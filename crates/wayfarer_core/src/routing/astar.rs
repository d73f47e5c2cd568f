use std::collections::BinaryHeap;

use fxhash::{FxHashMap, FxHashSet};

use crate::{
    constants::MAX_WEIGHT,
    edge_direction::SearchDirection,
    error::RoutingError,
    graph::Graph,
    types::{EdgeId, NodeId},
    weighting::{Weight, Weighting},
};

use super::{HeapItem, Path, SearchLimits, ShortestPathTree, SptEntry};

/// Lower bound of the weight left from a node to the goal of the search
pub trait Heuristic {
    fn estimate(&self, node: NodeId) -> Weight;
}

pub struct ZeroHeuristic;

impl Heuristic for ZeroHeuristic {
    #[inline(always)]
    fn estimate(&self, _node: NodeId) -> Weight {
        0.0
    }
}

impl<H: Heuristic + ?Sized> Heuristic for &H {
    fn estimate(&self, node: NodeId) -> Weight {
        (**self).estimate(node)
    }
}

/// A* over a [`Graph`]. Nodes are reopened when a cheaper path is found after
/// they were settled, so heuristics only need to be admissible.
pub struct AStar<'a, G: Graph, W: Weighting, H: Heuristic> {
    graph: &'a G,
    weighting: &'a W,
    heuristic: H,
    direction: SearchDirection,
    limits: SearchLimits,

    heap: BinaryHeap<HeapItem>,
    tree: ShortestPathTree,
    /// Best tree entry per node
    best: FxHashMap<NodeId, usize>,
    settled: FxHashSet<NodeId>,
    sequence: usize,
    pops: usize,
}

pub type Dijkstra<'a, G, W> = AStar<'a, G, W, ZeroHeuristic>;

impl<'a, G: Graph, W: Weighting> AStar<'a, G, W, ZeroHeuristic> {
    /// Dijkstra is A* with a zero heuristic
    pub fn dijkstra(graph: &'a G, weighting: &'a W) -> Self {
        AStar::with_heuristic(graph, weighting, ZeroHeuristic)
    }
}

impl<'a, G: Graph, W: Weighting, H: Heuristic> AStar<'a, G, W, H> {
    pub fn with_heuristic(graph: &'a G, weighting: &'a W, heuristic: H) -> Self {
        Self {
            graph,
            weighting,
            heuristic,
            direction: SearchDirection::Forward,
            limits: SearchLimits::none(),
            heap: BinaryHeap::with_capacity(1024),
            tree: ShortestPathTree::new(),
            best: FxHashMap::default(),
            settled: FxHashSet::default(),
            sequence: 0,
            pops: 0,
        }
    }

    /// A backward search starts at the targets and walks edges against their
    /// travel direction
    pub fn with_direction(mut self, direction: SearchDirection) -> Self {
        self.direction = direction;
        self
    }

    pub fn with_limits(mut self, limits: SearchLimits) -> Self {
        self.limits = limits;
        self
    }

    /// Distinct nodes settled by the last search
    pub fn visited_nodes(&self) -> usize {
        self.settled.len()
    }

    pub fn tree(&self) -> &ShortestPathTree {
        &self.tree
    }

    fn clear(&mut self) {
        self.heap.clear();
        self.tree.clear();
        self.best.clear();
        self.settled.clear();
        self.sequence = 0;
        self.pops = 0;
    }

    fn push(&mut self, entry: SptEntry) {
        let node = entry.node;
        let priority = entry.weight + self.heuristic.estimate(node);
        let index = self.tree.push(entry);
        self.best.insert(node, index);
        self.heap.push(HeapItem {
            priority,
            sequence: self.sequence,
            index,
        });
        self.sequence += 1;
    }

    fn check_node(&self, node: NodeId) -> Result<(), RoutingError> {
        if node >= self.graph.node_count() {
            return Err(RoutingError::InvalidNode(node));
        }
        Ok(())
    }

    /// Searches from `starts` until one of `goals` is settled and returns its
    /// tree entry. Starts are seeded with an initial weight.
    pub fn search(
        &mut self,
        starts: &[(NodeId, Weight)],
        goals: &[NodeId],
    ) -> Result<usize, RoutingError> {
        self.clear();

        let (Some(&(first_start, _)), Some(&first_goal)) = (starts.first(), goals.first()) else {
            return Err(RoutingError::EmptyQuery);
        };

        for &(node, _) in starts {
            self.check_node(node)?;
        }
        for &node in goals {
            self.check_node(node)?;
        }

        for &(node, weight) in starts {
            let improves = self
                .best
                .get(&node)
                .is_none_or(|&index| weight < self.tree.entry(index).weight);
            if improves {
                self.push(SptEntry::root(node, weight));
            }
        }

        let goals: FxHashSet<NodeId> = goals.iter().copied().collect();
        let reverse = self.direction.is_backward();

        while let Some(HeapItem { index, .. }) = self.heap.pop() {
            let entry = *self.tree.entry(index);
            if self.best.get(&entry.node) != Some(&index) {
                // A cheaper entry for this node was queued after this one
                continue;
            }

            self.pops += 1;
            self.limits.check(self.pops)?;
            self.settled.insert(entry.node);

            if goals.contains(&entry.node) {
                return Ok(index);
            }

            for state in self.graph.node_edges(entry.node) {
                if state.edge == entry.edge {
                    continue;
                }

                let edge_weight = self.weighting.calc_edge_weight(&state, reverse);
                if edge_weight == MAX_WEIGHT {
                    continue;
                }

                let weight = entry.weight + edge_weight;
                let improves = self
                    .best
                    .get(&state.adj)
                    .is_none_or(|&current| weight < self.tree.entry(current).weight);
                if improves {
                    self.push(SptEntry {
                        node: state.adj,
                        edge: state.edge,
                        incoming_edge_key: state.edge_key(),
                        parent: Some(index),
                        weight,
                    });
                }
            }
        }

        Err(RoutingError::ConnectionNotFound {
            from: first_start,
            to: first_goal,
        })
    }

    /// Shortest path from `from` to `to`, searched in the configured direction
    pub fn calc_path(&mut self, from: NodeId, to: NodeId) -> Result<Path, RoutingError> {
        match self.direction {
            SearchDirection::Forward => self.calc_path_multi(&[(from, 0.0)], &[to]),
            SearchDirection::Backward => self
                .search(&[(to, 0.0)], &[from])
                .map(|index| self.extract_path(index))
                .map_err(|error| match error {
                    RoutingError::ConnectionNotFound { .. } => {
                        RoutingError::ConnectionNotFound { from, to }
                    }
                    other => other,
                }),
        }
    }

    /// Best path from any of `sources` to any of `targets`
    pub fn calc_path_multi(
        &mut self,
        sources: &[(NodeId, Weight)],
        targets: &[NodeId],
    ) -> Result<Path, RoutingError> {
        let index = self.search(sources, targets)?;
        Ok(self.extract_path(index))
    }

    /// Path in travel direction through the tree entry at `index`
    pub fn extract_path(&self, index: usize) -> Path {
        let entries: Vec<&SptEntry> = self.tree.walk(index).collect();
        let (start, hops): (NodeId, Vec<(EdgeId, NodeId)>) = match self.direction {
            SearchDirection::Forward => {
                let start = entries[entries.len() - 1].node;
                let hops = entries
                    .iter()
                    .rev()
                    .filter(|entry| !entry.is_root())
                    .map(|entry| (entry.edge, entry.node))
                    .collect();
                (start, hops)
            }
            SearchDirection::Backward => {
                let start = entries[0].node;
                let hops = entries
                    .windows(2)
                    .map(|pair| (pair[0].edge, pair[1].node))
                    .collect();
                (start, hops)
            }
        };

        Path::from_hops(self.graph, self.weighting, start, &hops)
    }
}
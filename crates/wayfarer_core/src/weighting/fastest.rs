use crate::{
    constants::{DISTANCE_INFLUENCE, MAX_DURATION, MAX_WEIGHT},
    error::EncodingError,
    ev::{BooleanEncodedValue, DecimalEncodedValue, EncodingManager},
    graph::EdgeState,
};

use super::{Milliseconds, Weight, Weighting, travel_millis};

/// Travel time in seconds plus a small cost per kilometer
pub struct FastestWeighting {
    name: String,
    access_enc: BooleanEncodedValue,
    speed_enc: DecimalEncodedValue,
}

impl FastestWeighting {
    pub fn new(access_enc: BooleanEncodedValue, speed_enc: DecimalEncodedValue) -> Self {
        Self {
            name: String::from("fastest"),
            access_enc,
            speed_enc,
        }
    }

    pub fn for_vehicle(encoding: &EncodingManager, vehicle: &str) -> Result<Self, EncodingError> {
        Ok(Self::new(
            encoding.access_enc(vehicle)?,
            encoding.average_speed_enc(vehicle)?,
        ))
    }

    fn speed(&self, edge: &EdgeState, reverse: bool) -> f64 {
        if !edge.get_bool(&self.access_enc, reverse) {
            return 0.0;
        }
        edge.get_decimal(&self.speed_enc, reverse)
    }
}

impl Weighting for FastestWeighting {
    fn name(&self) -> &str {
        &self.name
    }

    fn calc_edge_weight(&self, edge: &EdgeState, reverse: bool) -> Weight {
        let speed = self.speed(edge, reverse);
        if speed <= 0.0 {
            return MAX_WEIGHT;
        }

        let seconds = edge.distance / (speed / 3.6);
        seconds + edge.distance * DISTANCE_INFLUENCE / 1000.0
    }

    fn calc_edge_millis(&self, edge: &EdgeState, reverse: bool) -> Milliseconds {
        travel_millis(edge.distance, self.speed(edge, reverse)).unwrap_or(MAX_DURATION)
    }
}
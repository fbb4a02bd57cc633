mod common;

use axum::http::StatusCode;
use common::{Repos, cat, george, pet};
use petclinic::config::ServiceKind;
use petclinic::domain::entities::PetType;
use serde_json::json;

fn pet_body() -> serde_json::Value {
    json!({
        "name": "Leo",
        "birthDate": "2010-09-07",
        "typeId": 1
    })
}

// ─── PET TYPES ───────────────────────────────────────────────────────────────

#[tokio::test]
async fn test_list_pet_types() {
    let mut repos = Repos::new();
    repos
        .pets
        .expect_find_pet_types()
        .times(1)
        .returning(|| Ok(vec![cat(), PetType::new(Some(2), "dog")]));
    let server = repos.server(ServiceKind::Customers);

    let response = server.get("/petTypes").await;

    response.assert_status_ok();
    let json = response.json::<serde_json::Value>();
    assert_eq!(json, json!([{ "id": 1, "name": "cat" }, { "id": 2, "name": "dog" }]));
}

// ─── CREATE ──────────────────────────────────────────────────────────────────

#[tokio::test]
async fn test_create_pet_links_owner() {
    let mut repos = Repos::new();
    repos
        .owners
        .expect_find_by_id()
        .withf(|id| *id == 1)
        .times(1)
        .returning(|_| Ok(Some(george())));
    repos
        .pets
        .expect_find_pet_type_by_id()
        .withf(|id| *id == 1)
        .times(1)
        .returning(|_| Ok(Some(cat())));
    repos
        .pets
        .expect_save()
        .withf(|p| p.id.is_none() && p.owner().and_then(|o| o.id()) == Some(1))
        .times(1)
        .returning(|mut p| {
            p.id = Some(14);
            Ok(p)
        });
    let server = repos.server(ServiceKind::Customers);

    let response = server.post("/owners/1/pets").json(&pet_body()).await;

    response.assert_status(StatusCode::CREATED);
    let json = response.json::<serde_json::Value>();
    assert_eq!(json["id"], 14);
    assert_eq!(json["owner"], "George Franklin");
    assert_eq!(json["type"]["name"], "cat");
}

#[tokio::test]
async fn test_create_pet_unknown_type_leaves_type_unset() {
    let mut repos = Repos::new();
    repos
        .owners
        .expect_find_by_id()
        .returning(|_| Ok(Some(george())));
    repos
        .pets
        .expect_find_pet_type_by_id()
        .returning(|_| Ok(None));
    repos
        .pets
        .expect_save()
        .withf(|p| p.pet_type.is_none())
        .times(1)
        .returning(|mut p| {
            p.id = Some(14);
            Ok(p)
        });
    let server = repos.server(ServiceKind::Customers);

    let mut body = pet_body();
    body["typeId"] = json!(42);

    let response = server.post("/owners/1/pets").json(&body).await;

    response.assert_status(StatusCode::CREATED);
    let json = response.json::<serde_json::Value>();
    assert!(json["type"].is_null());
}

#[tokio::test]
async fn test_create_pet_owner_not_found() {
    let mut repos = Repos::new();
    repos
        .owners
        .expect_find_by_id()
        .times(1)
        .returning(|_| Ok(None));
    repos.pets.expect_save().never();
    let server = repos.server(ServiceKind::Customers);

    let response = server.post("/owners/999/pets").json(&pet_body()).await;

    response.assert_status_not_found();
}

#[tokio::test]
async fn test_create_pet_empty_name() {
    let mut repos = Repos::new();
    repos.owners.expect_find_by_id().never();
    repos.pets.expect_save().never();
    let server = repos.server(ServiceKind::Customers);

    let mut body = pet_body();
    body["name"] = json!("");

    let response = server.post("/owners/1/pets").json(&body).await;

    response.assert_status_bad_request();
}

#[tokio::test]
async fn test_create_pet_zero_owner_id_skips_lookup() {
    let mut repos = Repos::new();
    repos.owners.expect_find_by_id().never();
    repos.pets.expect_save().never();
    let server = repos.server(ServiceKind::Customers);

    let response = server.post("/owners/0/pets").json(&pet_body()).await;

    response.assert_status_bad_request();
}

#[tokio::test]
async fn test_create_pet_malformed_birth_date() {
    let mut repos = Repos::new();
    repos.owners.expect_find_by_id().never();
    repos.pets.expect_save().never();
    let server = repos.server(ServiceKind::Customers);

    let mut body = pet_body();
    body["birthDate"] = json!("not-a-date");

    let response = server.post("/owners/0/pets").json(&body).await;
    response.assert_status_bad_request();

    let response = server.post("/owners/1/pets").json(&body).await;
    response.assert_status_bad_request();
    let json = response.json::<serde_json::Value>();
    assert_eq!(json["error"]["code"], "validation_error");
}

// ─── READ ────────────────────────────────────────────────────────────────────

#[tokio::test]
async fn test_find_pet() {
    let mut repos = Repos::new();
    repos
        .pets
        .expect_find_by_id()
        .withf(|id| *id == 2)
        .times(1)
        .returning(|_| {
            let mut owner = george();
            Ok(Some(owner.add_pet(pet(2, "Basil")).clone()))
        });
    let server = repos.server(ServiceKind::Customers);

    let response = server.get("/owners/2/pets/2").await;

    response.assert_status_ok();
    let json = response.json::<serde_json::Value>();
    assert_eq!(json["id"], 2);
    assert_eq!(json["name"], "Basil");
    assert_eq!(json["owner"], "George Franklin");
    assert_eq!(json["birthDate"], "2010-09-07");
    assert_eq!(json["type"]["id"], 1);
}

#[tokio::test]
async fn test_find_pet_not_found() {
    let mut repos = Repos::new();
    repos
        .pets
        .expect_find_by_id()
        .times(1)
        .returning(|_| Ok(None));
    let server = repos.server(ServiceKind::Customers);

    let response = server.get("/owners/1/pets/999").await;

    response.assert_status_not_found();
}

// ─── UPDATE ──────────────────────────────────────────────────────────────────

#[tokio::test]
async fn test_update_pet_ignores_owner_segment() {
    let mut repos = Repos::new();
    repos.owners.expect_find_by_id().never();
    repos
        .pets
        .expect_find_by_id()
        .withf(|id| *id == 7)
        .times(1)
        .returning(|_| {
            let mut owner = george();
            Ok(Some(owner.add_pet(pet(7, "Samantha")).clone()))
        });
    repos
        .pets
        .expect_find_pet_type_by_id()
        .returning(|_| Ok(Some(PetType::new(Some(2), "dog"))));
    repos
        .pets
        .expect_save()
        .withf(|p| {
            p.id == Some(7)
                && p.name == "Leo"
                && p.pet_type.as_ref().map(|t| t.name.as_str()) == Some("dog")
        })
        .times(1)
        .returning(|p| Ok(p));
    let server = repos.server(ServiceKind::Customers);

    let mut body = pet_body();
    body["typeId"] = json!(2);

    let response = server.put("/owners/42/pets/7").json(&body).await;

    response.assert_status(StatusCode::NO_CONTENT);
    assert!(response.text().is_empty());
}

#[tokio::test]
async fn test_update_pet_zero_id() {
    let mut repos = Repos::new();
    repos.pets.expect_find_by_id().never();
    let server = repos.server(ServiceKind::Customers);

    let response = server.put("/owners/1/pets/0").json(&pet_body()).await;

    response.assert_status_bad_request();
}
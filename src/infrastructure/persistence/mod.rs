//! PostgreSQL repository implementations.
//!
//! Concrete implementations of domain repository traits using SQLx queries
//! checked at runtime and mapped through `FromRow` row types.
//!
//! # Repositories
//!
//! - [`PgOwnerRepository`] - Owners and their pets
//! - [`PgPetRepository`] - Pets and pet types
//! - [`PgVetRepository`] - Vets and specialties
//! - [`PgVisitRepository`] - Visit log

mod rows;

pub mod pg_owner_repository;
pub mod pg_pet_repository;
pub mod pg_vet_repository;
pub mod pg_visit_repository;

pub use pg_owner_repository::PgOwnerRepository;
pub use pg_pet_repository::PgPetRepository;
pub use pg_vet_repository::PgVetRepository;
pub use pg_visit_repository::PgVisitRepository;
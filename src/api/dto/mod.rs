//! Data Transfer Objects for API requests and responses.
//!
//! All DTOs use Serde for JSON serialization/deserialization with camelCase
//! field names, and validator for input validation.

pub mod owner;
pub mod path;
pub mod pet;
pub mod vet;
pub mod visit;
****************
> [ACTIVITY]
Each line of the data that includes "PgVetRepository" should be copied.

> [FINISHED TASK]
//! - [`PgVetRepository`] - Vets and specialties
pub use pg_vet_repository::PgVetRepository;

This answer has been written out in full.